Minacce di morte al sindaco di Guardavalle dopo la statua rimossa
Lunedì 13 Gennaio 2020 19:31 di Redazione WebOggi.it
"Ussia infame, uomo morto" è questa la scritta comparsa a Guardavalle, su un muretto della strada provinciale 143, in località Elce della Vecchia.

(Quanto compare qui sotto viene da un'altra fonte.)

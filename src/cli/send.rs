//! `mqtt-notify send` - 分发单条消息

use anyhow::{bail, Result};
use clap::Args;

use super::bootstrap::{GlobalArgs, Pipeline};
use crate::notification::{DispatchResult, RawMessage};

/// send 命令参数
#[derive(Args, Debug, Clone)]
pub struct SendArgs {
    /// 消息 topic
    #[arg(long, short)]
    pub topic: String,
    /// 消息内容
    #[arg(long, short)]
    pub payload: String,
}

pub async fn handle_send(args: SendArgs, global: &GlobalArgs) -> Result<DispatchResult> {
    let config = global.load_config()?;
    let pipeline = Pipeline::start(&config)?;

    let result = pipeline
        .dispatcher
        .dispatch(RawMessage::new(args.topic, args.payload))
        .await;
    pipeline.shutdown().await;

    if let DispatchResult::Failed(reason) = &result {
        bail!("Message not delivered: {}", reason);
    }
    Ok(result)
}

La minaccia non velata indirizzata al sindaco Giuseppe Ussia,e prontamente rimossa, sembra essere l'infame conseguenza del gesto compiuto dallo stesso sindaco qualche giorno fa: la rimozione della statua di Sant'Agazio che troneggiava fino a quel momento davanti l'ingresso comunale, dono della famiglia Gellace, una delle più potenti cosche di 'ndrangheta della Calabria
La questione era stata sollevata da Striscia la notizia qualche settimana fa. La trasmissione di Ricci dopo il servizio scriveva in una nota "Dopo alcune segnalazioni giunte a Striscia la notizia da parte di cittadini del comune calabrese l'inviato Vittorio Brumotti è andato sul posto per intervistare Giuseppe Ussia, sindaco del Pd di Guardavalle dal 2013. Non senza imbarazzo, al microfono di Striscia, Ussia ha dichiarato: 'Per me non è un problema, la famiglia Gallace ha pagato il suo conto con la giustizia (il boss è in carcere con una condanna all'ergastolo per omicidio), ma se dei cittadini chiedessero di rimuoverla lo farei, basterebbe una lettera con le firme, nessuno deve avere paura'. Ma, poco dopo, non sapendo di essere ripreso, il sindaco ammette: 'Io non posso dire che mi dissocio, come fai, io mi levo la mattina, porto una ruspa e la caccio, il giorno dopo, la sera, vengono e mi sparano... tranquillo eh'".
In seguito la rimozione della statua e la scritta apparsa stamattina sul muretto della Sp 143 che sembra un monito, una conferma al timore del sindaco. Ussia si è subito rivolto ai carabinieri che sono già all'opera per fare luce sull'accaduto.